• _GIVEN RECORDS_:

____

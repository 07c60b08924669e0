//! Convert trained dense MLPs to the ncnn inference format.
//!
//! `mlp2ncnn` takes the weights, biases and activations of a fitted
//! scikit-learn-style `MLPClassifier` / `MLPRegressor` and writes the two files
//! ncnn loads:
//!
//! - `<prefix>.param`: the layer graph as text;
//! - `<prefix>.bin`: the dense-layer weights as raw little-endian `f32`.
//!
//! # Pipeline
//!
//! 1. [`SourceModel`] / [`MlpModel`] hold the trained model.
//! 2. [`Graph::from_model`] maps it to a linear ncnn layer chain:
//!    `Input -> InnerProduct -> activation -> InnerProduct -> ...`.
//!    Activations go through [`map_activation`]; `identity` emits no layer.
//! 3. [`ncnn::write_param`] and [`ncnn::write_bin`] serialize the graph. Both
//!    walk the layers in the same order, which is how ncnn pairs weight blocks
//!    with `.param` lines.
//!
//! # Data layout and shapes
//!
//! - Scalars are `f32`.
//! - Source weight matrices are row-major `(in_dim, out_dim)`, as scikit-learn
//!   stores `coefs_`.
//! - `.bin` weights are row-major `(out_dim, in_dim)`, i.e. transposed.
//!
//! # Quick start
//!
//! ```rust
//! use mlp2ncnn::{Graph, Matrix, MlpModel, ncnn};
//!
//! # fn main() -> mlp2ncnn::Result<()> {
//! let mlp = MlpModel {
//!     n_features_in: 4,
//!     hidden_layer_sizes: vec![3],
//!     n_outputs: 2,
//!     coefs: vec![
//!         Matrix::from_flat(vec![0.1; 12], 4, 3)?,
//!         Matrix::from_flat(vec![0.2; 6], 3, 2)?,
//!     ],
//!     intercepts: vec![Some(vec![0.0; 3]), Some(vec![0.0; 2])],
//!     activation: "tanh".to_owned(),
//!     out_activation: "identity".to_owned(),
//! };
//!
//! let graph = Graph::from_model(&mlp)?;
//! assert_eq!(graph.len(), 4);
//!
//! let mut param = Vec::new();
//! let mut bin = Vec::new();
//! ncnn::write_param(&graph, &mut param)?;
//! ncnn::write_bin(&graph, &mut bin)?;
//! assert!(param.starts_with(b"7767517\n4 4\n"));
//! assert_eq!(bin.len(), (4 + 12 * 4 + 3 * 4) + (4 + 6 * 4 + 2 * 4));
//! # Ok(())
//! # }
//! ```
//!
//! With the `serde` feature (on by default), [`convert_json_file`] loads a JSON
//! model export and writes all outputs in one call.

pub mod activation;
pub mod builder;
pub mod class_table;
pub mod convert;
pub mod error;
pub mod graph;
pub mod layer;
pub mod matrix;
pub mod model;
pub mod ncnn;

#[cfg(feature = "serde")]
pub mod serde_model;

pub use activation::{Activation, ActivationNode, map_activation};
pub use builder::GraphBuilder;
pub use class_table::write_class_table;
pub use convert::{ConvertOptions, convert};
pub use error::{Error, Result};
pub use graph::Graph;
pub use layer::{InnerProduct, Layer, LayerHeader, LayerParams};
pub use matrix::Matrix;
pub use model::{MlpModel, SourceModel};

#[cfg(feature = "serde")]
pub use convert::convert_json_file;
//! Conversion entry point: model in, `.param` / `.bin` (and class table) out.

use std::fs::File;
use std::io::{BufWriter, Write};
use std::path::{Path, PathBuf};

use tracing::info;

use crate::{Graph, Result, SourceModel, ncnn, write_class_table};

#[derive(Debug, Clone, PartialEq, Eq)]
pub struct ConvertOptions {
    /// Output prefix; files are written to `<prefix>.param` and `<prefix>.bin`.
    pub prefix: PathBuf,
    /// Where classifiers write their class labels.
    pub class_table: PathBuf,
    /// Log the layer table (and class list) before writing.
    pub verbose: bool,
}

impl Default for ConvertOptions {
    fn default() -> Self {
        Self {
            prefix: PathBuf::from("ncnn"),
            class_table: PathBuf::from("class_table.txt"),
            verbose: false,
        }
    }
}

impl ConvertOptions {
    pub fn param_path(&self) -> PathBuf {
        with_suffix(&self.prefix, ".param")
    }

    pub fn bin_path(&self) -> PathBuf {
        with_suffix(&self.prefix, ".bin")
    }
}

// Appends rather than replacing an extension, so `model.v2` becomes `model.v2.param`.
fn with_suffix(prefix: &Path, suffix: &str) -> PathBuf {
    let mut s = prefix.as_os_str().to_owned();
    s.push(suffix);
    PathBuf::from(s)
}

fn write_file<F>(path: &Path, write: F) -> Result<()>
where
    F: FnOnce(&mut BufWriter<File>) -> Result<()>,
{
    let mut w = BufWriter::new(File::create(path)?);
    write(&mut w)?;
    w.flush()?;
    Ok(())
}

/// Convert a trained MLP to ncnn.
///
/// Returns the `.param` and `.bin` paths. Classifiers also get a class table at
/// `opts.class_table`. Files written before a failure are left in place.
pub fn convert(model: &SourceModel, opts: &ConvertOptions) -> Result<(PathBuf, PathBuf)> {
    info!("input model is {} model", model.estimator_name());
    if model.classes().is_some() {
        info!("classes will be saved to {}", opts.class_table.display());
    }

    let graph = Graph::from_model(model.mlp())?;

    if opts.verbose {
        info!("layer summary:\n{}", graph.summary());
        if let Some(classes) = model.classes() {
            info!("classes: {classes:?}");
        }
    }

    let param = opts.param_path();
    let bin = opts.bin_path();
    write_file(&param, |w| ncnn::write_param(&graph, w))?;
    write_file(&bin, |w| ncnn::write_bin(&graph, w))?;
    info!(
        "model converted to {} and {}",
        param.display(),
        bin.display()
    );

    if let Some(classes) = model.classes() {
        write_file(&opts.class_table, |w| write_class_table(classes, w))?;
        info!("class table saved to {}", opts.class_table.display());
    }

    Ok((param, bin))
}

/// Load a JSON model export and convert it.
///
/// Nothing is written if the file cannot be loaded.
#[cfg(feature = "serde")]
pub fn convert_json_file<P: AsRef<Path>>(
    model_path: P,
    opts: &ConvertOptions,
) -> Result<(PathBuf, PathBuf)> {
    let model = SourceModel::load_json(model_path)?;
    convert(&model, opts)
}

#[cfg(test)]
mod tests {
    use super::*;

    #[test]
    fn output_paths_append_suffix() {
        let opts = ConvertOptions {
            prefix: PathBuf::from("out/model.v2"),
            ..ConvertOptions::default()
        };
        assert_eq!(opts.param_path(), PathBuf::from("out/model.v2.param"));
        assert_eq!(opts.bin_path(), PathBuf::from("out/model.v2.bin"));
    }

    #[test]
    fn defaults_match_cli() {
        let opts = ConvertOptions::default();
        assert_eq!(opts.param_path(), PathBuf::from("ncnn.param"));
        assert_eq!(opts.class_table, PathBuf::from("class_table.txt"));
        assert!(!opts.verbose);
    }
}
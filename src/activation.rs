//! Activation functions.
//!
//! A trained MLP names its activations with scikit-learn identifiers
//! (`identity`, `tanh`, `logistic`, `relu`, `softmax`). ncnn has no identity
//! layer, so a dense layer followed by `identity` is emitted on its own; every
//! other identifier becomes exactly one activation layer after the dense layer.

use std::fmt;
use std::str::FromStr;

use crate::{Error, Result};

#[derive(Debug, Clone, Copy, PartialEq, Eq)]
/// Activation identifier as stored in the source model.
pub enum Activation {
    Identity,
    Tanh,
    Logistic,
    ReLU,
    Softmax,
}

#[derive(Debug, Clone, Copy, PartialEq, Eq, Hash)]
/// ncnn activation layer type.
pub enum ActivationNode {
    TanH,
    Sigmoid,
    ReLU,
    Softmax,
}

impl Activation {
    /// The scikit-learn identifier for this activation.
    pub fn as_str(self) -> &'static str {
        match self {
            Activation::Identity => "identity",
            Activation::Tanh => "tanh",
            Activation::Logistic => "logistic",
            Activation::ReLU => "relu",
            Activation::Softmax => "softmax",
        }
    }

    /// The ncnn layer that implements this activation, or `None` for identity.
    #[inline]
    pub fn node(self) -> Option<ActivationNode> {
        match self {
            Activation::Identity => None,
            Activation::Tanh => Some(ActivationNode::TanH),
            Activation::Logistic => Some(ActivationNode::Sigmoid),
            Activation::ReLU => Some(ActivationNode::ReLU),
            Activation::Softmax => Some(ActivationNode::Softmax),
        }
    }
}

impl FromStr for Activation {
    type Err = Error;

    fn from_str(s: &str) -> Result<Self> {
        match s {
            "identity" => Ok(Activation::Identity),
            "tanh" => Ok(Activation::Tanh),
            "logistic" => Ok(Activation::Logistic),
            "relu" => Ok(Activation::ReLU),
            "softmax" => Ok(Activation::Softmax),
            other => Err(Error::UnsupportedActivation(format!(
                "'{other}' (expected one of identity, tanh, logistic, relu, softmax)"
            ))),
        }
    }
}

impl fmt::Display for Activation {
    fn fmt(&self, f: &mut fmt::Formatter<'_>) -> fmt::Result {
        f.write_str(self.as_str())
    }
}

impl ActivationNode {
    /// Layer type token written to the `.param` file.
    #[inline]
    pub fn type_name(self) -> &'static str {
        match self {
            ActivationNode::TanH => "TanH",
            ActivationNode::Sigmoid => "Sigmoid",
            ActivationNode::ReLU => "ReLU",
            ActivationNode::Softmax => "Softmax",
        }
    }
}

/// Map an activation identifier straight to its ncnn layer type.
pub fn map_activation(id: &str) -> Result<Option<ActivationNode>> {
    Ok(id.parse::<Activation>()?.node())
}
use reqwest::Client;
use serde::{Deserialize, Serialize};

use super::REQUEST_TIMEOUT;
use crate::error::AiError;

const OPENAI_API_URL: &str = "https://api.openai.com";

#[derive(Serialize)]
struct OpenAIMessage {
    role: String,
    content: String,
}

#[derive(Serialize)]
struct ResponseFormat {
    #[serde(rename = "type")]
    kind: String,
}

#[derive(Serialize)]
struct OpenAIRequest {
    model: String,
    messages: Vec<OpenAIMessage>,
    #[serde(skip_serializing_if = "Option::is_none")]
    response_format: Option<ResponseFormat>,
}

#[derive(Deserialize)]
struct OpenAIChoice {
    message: OpenAIResponseMessage,
}

#[derive(Deserialize)]
struct OpenAIResponseMessage {
    #[serde(default)]
    content: Option<String>,
}

#[derive(Deserialize)]
struct OpenAIResponse {
    choices: Vec<OpenAIChoice>,
}

#[derive(Clone)]
pub struct OpenAIClient {
    client: Client,
    api_key: String,
    base_url: String,
}

impl OpenAIClient {
    pub fn new(api_key: &str) -> Self {
        Self::with_base_url(api_key, OPENAI_API_URL)
    }

    pub fn with_base_url(api_key: &str, base_url: &str) -> Self {
        Self {
            client: Client::new(),
            api_key: api_key.to_string(),
            base_url: base_url.trim_end_matches('/').to_string(),
        }
    }

    pub async fn query(&self, model: &str, prompt: &str, json: bool) -> Result<String, AiError> {
        let request = OpenAIRequest {
            model: model.to_string(),
            messages: vec![OpenAIMessage {
                role: "user".to_string(),
                content: prompt.to_string(),
            }],
            response_format: json.then(|| ResponseFormat {
                kind: "json_object".to_string(),
            }),
        };

        let response = self
            .client
            .post(format!("{}/v1/chat/completions", self.base_url))
            .header("Authorization", format!("Bearer {}", self.api_key))
            .header("Content-Type", "application/json")
            .json(&request)
            .timeout(REQUEST_TIMEOUT)
            .send()
            .await?;

        if !response.status().is_success() {
            let status = response.status().as_u16();
            let body = response.text().await.unwrap_or_default();
            return Err(AiError::Status {
                provider: "OpenAI",
                status,
                body,
            });
        }

        let openai_response: OpenAIResponse = response.json().await?;
        openai_response
            .choices
            .into_iter()
            .find_map(|c| c.message.content)
            .filter(|text| !text.is_empty())
            .ok_or(AiError::EmptyResponse { provider: "OpenAI" })
    }

    pub fn list_models() -> Vec<String> {
        vec![
            "gpt-4o".to_string(),
            "gpt-4o-mini".to_string(),
            "gpt-4-turbo".to_string(),
        ]
    }
}
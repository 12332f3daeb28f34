//! UI-agnostic application state types
//!
//! This module contains the data structures owned by the state machine and
//! read by every view. They don't depend on any specific UI framework.

use std::fmt;

use serde::{Deserialize, Serialize};

use crate::profile::Profile;

/// A chat message in the post generator conversation
#[derive(Debug, Clone, PartialEq, Eq, Serialize, Deserialize)]
pub struct ChatMessage {
    pub role: ChatRole,
    #[serde(rename = "text")]
    pub content: String,
}

impl ChatMessage {
    pub fn user(content: impl Into<String>) -> Self {
        Self {
            role: ChatRole::User,
            content: content.into(),
        }
    }

    pub fn assistant(content: impl Into<String>) -> Self {
        Self {
            role: ChatRole::Assistant,
            content: content.into(),
        }
    }
}

/// The role of a chat message sender
#[derive(Debug, Clone, Copy, PartialEq, Eq, Serialize, Deserialize)]
pub enum ChatRole {
    #[serde(rename = "user")]
    User,
    #[serde(rename = "ai")]
    Assistant,
}

/// AI-rewritten profile content.
#[derive(Debug, Clone, Default, PartialEq, Eq, Serialize, Deserialize)]
#[serde(rename_all = "camelCase")]
pub struct OptimizedContent {
    pub headline: String,
    pub about: String,
    pub experience_bullets: Vec<String>,
}

impl OptimizedContent {
    /// Replaces exactly one field. Bullets are replaced wholesale by a
    /// single-element list, never merged.
    pub fn apply(&mut self, section: Section, text: String) {
        match section {
            Section::Headline => self.headline = text,
            Section::About => self.about = text,
            Section::ExperienceBullets => self.experience_bullets = vec![text],
        }
    }
}

/// A single regenerable field of [`OptimizedContent`].
#[derive(Debug, Clone, Copy, PartialEq, Eq, Hash, Serialize, Deserialize)]
#[serde(rename_all = "camelCase")]
pub enum Section {
    Headline,
    About,
    ExperienceBullets,
}

impl Section {
    pub fn all() -> [Section; 3] {
        [Section::Headline, Section::About, Section::ExperienceBullets]
    }

    pub fn as_str(&self) -> &'static str {
        match self {
            Section::Headline => "headline",
            Section::About => "about",
            Section::ExperienceBullets => "experienceBullets",
        }
    }

    pub fn title(&self) -> &'static str {
        match self {
            Section::Headline => "Headline",
            Section::About => "About Summary",
            Section::ExperienceBullets => "Experience Highlights",
        }
    }

    /// Feedback used when the user asks for a rewrite without typing any.
    pub fn default_feedback(&self) -> &'static str {
        match self {
            Section::Headline => "make it more punchy",
            Section::About => "more professional",
            Section::ExperienceBullets => "stronger action verbs",
        }
    }

    fn index(self) -> usize {
        match self {
            Section::Headline => 0,
            Section::About => 1,
            Section::ExperienceBullets => 2,
        }
    }
}

impl fmt::Display for Section {
    fn fmt(&self, f: &mut fmt::Formatter<'_>) -> fmt::Result {
        f.write_str(self.as_str())
    }
}

#[derive(Debug, Clone, Copy, PartialEq, Eq, Default)]
pub enum Status {
    #[default]
    Idle,
    Scraping,
    Analyzing,
    Success,
    Error,
}

#[derive(Debug, Clone, Copy, PartialEq, Eq, Default)]
pub enum View {
    #[default]
    Onboarding,
    ProfileView,
    AiOptimizer,
    PostGenerator,
    Settings,
}

impl View {
    /// Views listed in the navigation overlay, in display order.
    pub fn navigable() -> [View; 4] {
        [
            View::ProfileView,
            View::AiOptimizer,
            View::PostGenerator,
            View::Settings,
        ]
    }

    pub fn label(&self) -> &'static str {
        match self {
            View::Onboarding => "Get Started",
            View::ProfileView => "Profile Overview",
            View::AiOptimizer => "AI Enhancer",
            View::PostGenerator => "Post Generator",
            View::Settings => "Settings",
        }
    }
}

/// Generation counters for in-flight requests. A completion is applied only
/// when it carries the latest token issued for its operation.
#[derive(Debug, Clone, Default)]
pub(crate) struct RequestTokens {
    scrape: u64,
    optimize: u64,
    regenerate: [u64; 3],
}

impl RequestTokens {
    pub(crate) fn issue_scrape(&mut self) -> u64 {
        self.scrape += 1;
        self.scrape
    }

    pub(crate) fn issue_optimize(&mut self) -> u64 {
        self.optimize += 1;
        self.optimize
    }

    pub(crate) fn issue_regenerate(&mut self, section: Section) -> u64 {
        let slot = &mut self.regenerate[section.index()];
        *slot += 1;
        *slot
    }

    pub(crate) fn is_current_scrape(&self, token: u64) -> bool {
        self.scrape == token
    }

    pub(crate) fn is_current_optimize(&self, token: u64) -> bool {
        self.optimize == token
    }

    pub(crate) fn is_current_regenerate(&self, section: Section, token: u64) -> bool {
        self.regenerate[section.index()] == token
    }
}

/// The single source of truth shared across views.
#[derive(Debug, Clone, Default)]
pub struct AppState {
    pub status: Status,
    pub message: String,
    pub view: View,
    pub data: Option<Profile>,
    pub optimized: Option<OptimizedContent>,

    // Post generator
    pub chat_history: Vec<ChatMessage>,
    pub chat_input: String,

    // Overlay and side-channel feedback
    pub nav_open: bool,
    pub notice: Option<String>,

    // Pending side requests, for spinners
    pub regenerating: Vec<Section>,
    pub chat_pending: usize,

    pub(crate) tokens: RequestTokens,
}

impl AppState {
    pub fn new() -> Self {
        Self::default()
    }

    /// True while a scrape or full optimization is in flight.
    pub fn is_busy(&self) -> bool {
        matches!(self.status, Status::Scraping | Status::Analyzing)
    }

    pub fn is_regenerating(&self, section: Section) -> bool {
        self.regenerating.contains(&section)
    }

    /// Display name used by the navigation overlay.
    pub fn display_name(&self) -> &str {
        self.data
            .as_ref()
            .map(|p| p.full_name.as_str())
            .filter(|name| !name.is_empty())
            .unwrap_or("User")
    }
}

#[cfg(test)]
mod tests {
    use super::*;

    #[test]
    fn apply_replaces_bullets_with_single_entry() {
        let mut content = OptimizedContent {
            headline: "h".into(),
            about: "a".into(),
            experience_bullets: vec!["one".into(), "two".into(), "three".into()],
        };
        content.apply(Section::ExperienceBullets, "Led X".into());
        assert_eq!(content.experience_bullets, vec!["Led X".to_string()]);
        assert_eq!(content.headline, "h");
        assert_eq!(content.about, "a");
    }

    #[test]
    fn optimized_content_uses_camel_case_on_the_wire() {
        let json = serde_json::to_value(OptimizedContent {
            headline: "h".into(),
            about: "a".into(),
            experience_bullets: vec!["b".into()],
        })
        .unwrap();
        assert_eq!(json["experienceBullets"][0], "b");
    }

    #[test]
    fn chat_roles_serialize_as_user_and_ai() {
        let json = serde_json::to_value(ChatMessage::assistant("hi")).unwrap();
        assert_eq!(json["role"], "ai");
        assert_eq!(json["text"], "hi");
    }

    #[test]
    fn tokens_are_tracked_per_section() {
        let mut tokens = RequestTokens::default();
        let headline = tokens.issue_regenerate(Section::Headline);
        let about = tokens.issue_regenerate(Section::About);
        assert!(tokens.is_current_regenerate(Section::Headline, headline));
        assert!(tokens.is_current_regenerate(Section::About, about));

        let newer = tokens.issue_regenerate(Section::Headline);
        assert!(!tokens.is_current_regenerate(Section::Headline, headline));
        assert!(tokens.is_current_regenerate(Section::Headline, newer));
    }

    #[test]
    fn display_name_falls_back_to_user() {
        let state = AppState::new();
        assert_eq!(state.display_name(), "User");
    }
}
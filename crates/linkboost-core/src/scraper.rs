//! Profile scraping collaborator.

use std::time::Duration;

use async_trait::async_trait;
use reqwest::Client;
use serde::Serialize;
use serde_json::Value;
use tracing::{debug, info};

use crate::error::ScrapeError;
use crate::profile::{render_text, Profile};

pub const DEFAULT_APIFY_URL: &str = "https://api.apify.com";
pub const DEFAULT_SCRAPER_ACTOR: &str = "dev_fusion~linkedin-profile-scraper";

/// Fetches one profile. A single attempt; callers validate the URL first.
#[async_trait]
pub trait ProfileScraper: Send + Sync {
    async fn scrape_profile(&self, url: &str) -> Result<Profile, ScrapeError>;
}

#[derive(Serialize)]
#[serde(rename_all = "camelCase")]
struct ActorInput<'a> {
    profile_urls: Vec<&'a str>,
}

/// Runs an Apify actor synchronously and adapts its first dataset item.
#[derive(Clone)]
pub struct ApifyScraper {
    client: Client,
    base_url: String,
    actor: String,
    token: Option<String>,
}

impl ApifyScraper {
    pub fn new(base_url: &str, actor: &str, token: Option<String>) -> Result<Self, ScrapeError> {
        let client = Client::builder()
            .timeout(Duration::from_secs(180))
            .build()?;

        Ok(Self {
            client,
            base_url: base_url.trim_end_matches('/').to_string(),
            actor: actor.to_string(),
            token,
        })
    }
}

#[async_trait]
impl ProfileScraper for ApifyScraper {
    async fn scrape_profile(&self, url: &str) -> Result<Profile, ScrapeError> {
        let token = self.token.as_deref().ok_or(ScrapeError::MissingToken)?;
        let endpoint = format!(
            "{}/v2/acts/{}/run-sync-get-dataset-items",
            self.base_url, self.actor
        );
        info!(actor = %self.actor, %url, "running scraper actor");

        let response = self
            .client
            .post(&endpoint)
            .query(&[("token", token)])
            .json(&ActorInput {
                profile_urls: vec![url],
            })
            .send()
            .await?;

        let status = response.status();
        let body = response.text().await?;
        if !status.is_success() {
            return Err(ScrapeError::UnexpectedStatus {
                status: status.as_u16(),
                body: provider_error(&body).unwrap_or(body),
            });
        }

        let payload: Value = serde_json::from_str(&body)?;
        let record = first_record(payload, url)?;
        debug!(
            keys = record.as_object().map(|m| m.len()).unwrap_or(0),
            "received profile record"
        );
        Ok(Profile::from_record(&record))
    }
}

/// Extracts the profile from a dataset response: an array of items, a single
/// object, or an object wrapping the record under `data`.
fn first_record(payload: Value, url: &str) -> Result<Value, ScrapeError> {
    let record = match payload {
        Value::Array(items) => items.into_iter().next(),
        Value::Object(mut map) => {
            if let Some(error) = map.get("error") {
                return Err(ScrapeError::Provider(error_message(error)));
            }
            match map.remove("data") {
                Some(Value::Array(items)) => items.into_iter().next(),
                Some(data @ Value::Object(_)) => Some(data),
                _ => Some(Value::Object(map)),
            }
        }
        _ => None,
    };

    match record {
        Some(Value::Object(map)) if !map.is_empty() => {
            if let Some(error) = map.get("error") {
                return Err(ScrapeError::Provider(error_message(error)));
            }
            Ok(Value::Object(map))
        }
        _ => Err(ScrapeError::EmptyDataset {
            url: url.to_string(),
        }),
    }
}

fn error_message(error: &Value) -> String {
    match error {
        Value::Object(map) => map
            .get("message")
            .map(render_text)
            .unwrap_or_else(|| error.to_string()),
        other => {
            let text = render_text(other);
            if text.is_empty() {
                other.to_string()
            } else {
                text
            }
        }
    }
}

fn provider_error(body: &str) -> Option<String> {
    let payload: Value = serde_json::from_str(body).ok()?;
    payload.get("error").map(error_message)
}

____

• _WHAT YOU SHOULD DO_: All lines from the beginning of the entries through the line marked "the trained model." are to be output exactly; nothing else belongs in the answer.

• _ANSWER SPACE_:
repository 07c60b08924669e0
//! Convert trained dense MLPs to the ncnn inference format.
//!
//! `mlp2ncnn` takes the weights, biases and activations of a fitted
//! scikit-learn-style `MLPClassifier` / `MLPRegressor` and writes the two files
//! ncnn loads:
//!
//! - `<prefix>.param`: the layer graph as text;
//! - `<prefix>.bin`: the dense-layer weights as raw little-endian `f32`.
//!
//! # Pipeline
//!
//! 1. [`SourceModel`] / [`MlpModel`] hold the trained model.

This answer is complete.